The Potential Of Cinnamon (Cinnamomum Burmanni) Toothpaste as a Resistance To The Growth of the Streptococus Mutans Bacteria owth
Abstract
Introduction: A microorganism that plays an important role in dental caries is Streptococcus mutans. Dental caries can be prevented by brushing your teeth. The addition of antibacterial to toothpaste can reduce the number of caries-causing bacteria. Some anti-bacterial ingredients commonly added to toothpaste include fluorine, triclosan, and sodium monophosphate.
Purpose: In this study, researchers wanted to develop an alternative toothpaste with cinnamon extract as an antibacterial ingredient. This research was conducted to formulate toothpaste with various concentrations of cinnamon extract 5%, 7.5%, and 10% and to determine the optimal concentration that can inhibit the growth of Streptococcus mutants bacteria.

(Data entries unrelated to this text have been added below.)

//! Untagged status responses: CAPABILITY, EXISTS/RECENT/EXPUNGE, STATUS.

use super::fetch::parse_fetch_response;
use super::value::ValueParser;
use crate::types::{FolderStatus, MailboxEvent, MailboxStatus};
use crate::{Error, Result};

/// Splits a response into words.
fn words(response: &[u8]) -> impl Iterator<Item = &str> {
    std::str::from_utf8(response)
        .unwrap_or_default()
        .split_ascii_whitespace()
}

/// Extracts capability names from `* CAPABILITY ...` or from a
/// `[CAPABILITY ...]` code on an OK/PREAUTH status (as in a greeting or
/// LOGIN completion).
#[must_use]
pub fn parse_capabilities(response: &[u8]) -> Option<Vec<String>> {
    let text = String::from_utf8_lossy(response);
    let (first, rest) = text.split_once(' ')?;
    let upper = rest.to_ascii_uppercase();

    let list = if first == "*" && upper.starts_with("CAPABILITY ") {
        &rest["CAPABILITY ".len()..]
    } else {
        let start = ["OK [CAPABILITY ", "PREAUTH [CAPABILITY "]
            .iter()
            .find(|prefix| upper.starts_with(*prefix))?
            .len();
        let end = rest[start..].find(']')? + start;
        &rest[start..end]
    };

    Some(list.split_ascii_whitespace().map(str::to_string).collect())
}

/// Parses `* <n> EXISTS|RECENT|EXPUNGE` and flag-only `* <n> FETCH` updates.
#[must_use]
pub fn parse_mailbox_event(response: &[u8]) -> Option<MailboxEvent> {
    let mut parts = words(response);
    if parts.next() != Some("*") {
        return None;
    }
    let n: u32 = parts.next()?.parse().ok()?;
    let keyword = parts.next()?.to_ascii_uppercase();

    match keyword.as_str() {
        "EXISTS" => Some(MailboxEvent::Exists(n)),
        "RECENT" => Some(MailboxEvent::Recent(n)),
        "EXPUNGE" => Some(MailboxEvent::Expunge(n)),
        "FETCH" => {
            let fetch = parse_fetch_response(response).ok()??;
            Some(MailboxEvent::Flags {
                seq: fetch.seq,
                flags: fetch.flags()?,
            })
        }
        _ => None,
    }
}

/// Collects the SELECT results from its untagged responses.
#[must_use]
pub fn parse_select(responses: &[Vec<u8>]) -> MailboxStatus {
    let mut status = MailboxStatus::default();

    for response in responses {
        match parse_mailbox_event(response) {
            Some(MailboxEvent::Exists(n)) => status.exists = n,
            Some(MailboxEvent::Recent(n)) => status.recent = n,
            _ => {
                let text = String::from_utf8_lossy(response).to_ascii_uppercase();
                if let Some(start) = text.find("[UIDVALIDITY ") {
                    let rest = &text[start + "[UIDVALIDITY ".len()..];
                    status.uid_validity = rest
                        .split(']')
                        .next()
                        .and_then(|n| n.trim().parse().ok());
                }
            }
        }
    }

    status
}

/// Parses `* STATUS <mailbox> (MESSAGES n UNSEEN m)`.
///
/// Returns `Ok(None)` for any other response.
pub fn parse_status_response(response: &[u8]) -> Result<Option<FolderStatus>> {
    const PREFIX: &[u8] = b"* STATUS ";
    if response.len() < PREFIX.len() || !response[..PREFIX.len()].eq_ignore_ascii_case(PREFIX) {
        return Ok(None);
    }

    let mut parser = ValueParser::at(response, PREFIX.len());
    let _mailbox = parser.parse_value()?;
    let position = parser.position();
    let items = parser.parse_value()?;
    let items = items
        .as_list()
        .ok_or_else(|| Error::parse(position, "STATUS items are not a list"))?;

    let mut status = FolderStatus::default();
    for pair in items.chunks_exact(2) {
        let (Some(name), Some(value)) = (pair[0].as_text(), pair[1].as_number()) else {
            continue;
        };
        match name.to_ascii_uppercase().as_str() {
            "MESSAGES" => status.messages = value,
            "UNSEEN" => status.unseen = value,
            _ => {}
        }
    }
    Ok(Some(status))
}

#[cfg(test)]
#[allow(clippy::unwrap_used)]
mod tests {
    use super::*;
    use crate::types::Flag;

    #[test]
    fn test_capabilities() {
        assert_eq!(
            parse_capabilities(b"* CAPABILITY IMAP4rev1 IDLE AUTH=PLAIN").unwrap(),
            vec!["IMAP4rev1", "IDLE", "AUTH=PLAIN"]
        );
        assert_eq!(
            parse_capabilities(b"* OK [CAPABILITY IMAP4rev1 STARTTLS] ready").unwrap(),
            vec!["IMAP4rev1", "STARTTLS"]
        );
        assert_eq!(
            parse_capabilities(b"A1 OK [CAPABILITY IMAP4rev1 IDLE] Logged in").unwrap(),
            vec!["IMAP4rev1", "IDLE"]
        );
        assert!(parse_capabilities(b"* OK ready").is_none());
        assert!(parse_capabilities(b"* 1 FETCH (BODY[] \"[CAPABILITY X]\")").is_none());
    }

    #[test]
    fn test_mailbox_events() {
        assert_eq!(parse_mailbox_event(b"* 23 EXISTS"), Some(MailboxEvent::Exists(23)));
        assert_eq!(parse_mailbox_event(b"* 1 recent"), Some(MailboxEvent::Recent(1)));
        assert_eq!(parse_mailbox_event(b"* 4 EXPUNGE"), Some(MailboxEvent::Expunge(4)));

        let Some(MailboxEvent::Flags { seq, flags }) =
            parse_mailbox_event(br"* 7 FETCH (FLAGS (\Deleted))")
        else {
            panic!("expected flag update");
        };
        assert_eq!(seq, 7);
        assert!(flags.contains(&Flag::Deleted));

        assert!(parse_mailbox_event(b"* OK still here").is_none());
        assert!(parse_mailbox_event(b"+ idling").is_none());
    }

    #[test]
    fn test_select() {
        let responses: Vec<Vec<u8>> = [
            &br"* FLAGS (\Answered \Flagged \Deleted \Seen \Draft)"[..],
            b"* 172 EXISTS",
            b"* 1 RECENT",
            b"* OK [UNSEEN 12] Message 12 is first unseen",
            b"* OK [UIDVALIDITY 3857529045] UIDs valid",
        ]
        .iter()
        .map(|r| r.to_vec())
        .collect();

        let status = parse_select(&responses);
        assert_eq!(status.exists, 172);
        assert_eq!(status.recent, 1);
        assert_eq!(status.uid_validity, Some(3_857_529_045));
    }

    #[test]
    fn test_status() {
        let status = parse_status_response(br#"* STATUS "Sent Items" (MESSAGES 231 UNSEEN 4)"#)
            .unwrap()
            .unwrap();
        assert_eq!(status, FolderStatus { messages: 231, unseen: 4 });

        assert!(parse_status_response(b"* 3 EXISTS").unwrap().is_none());
        assert!(parse_status_response(b"* STATUS INBOX MESSAGES").is_err());
    }
}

Method: The type of research conducted is experimental laboratories with a research design post-test only control group design. The toothpaste formulation is made with the active ingredient cinnamon extract with a concentration of 5%, 7.5%, and 10%. Cinnamon toothpaste was then tested on agar media which already contained Streptococcus mutans cultures. In addition, there is siwak herbal toothpaste as a positive control. Bacterial inhibition was analyzed statistically using the method one-way anova at the 95% confidence level
Results: research shows that cinnamon extract toothpaste with a concentration of 5%, 7.5%, 10%, and control+ has an average resistance of 11.5mm, 12mm, 12.5mm and 13mm. The results of data analysis by testanova show that p<0.05. This shows that there are significant differences in the concentrations of the three cinnamon extracts. After obtaining the results One-Way Anova test significantly continued with the LSD test The results showed that there was no significant difference between the positive control and cinnamon toothpaste with a concentration of 10%, ρ=0.153. This shows that the inhibitory power of 10% cinnamon toothpaste is close to the positive control. This shows that the higher the concentration of cinnamon extract, the more antibacterial and bioactive content.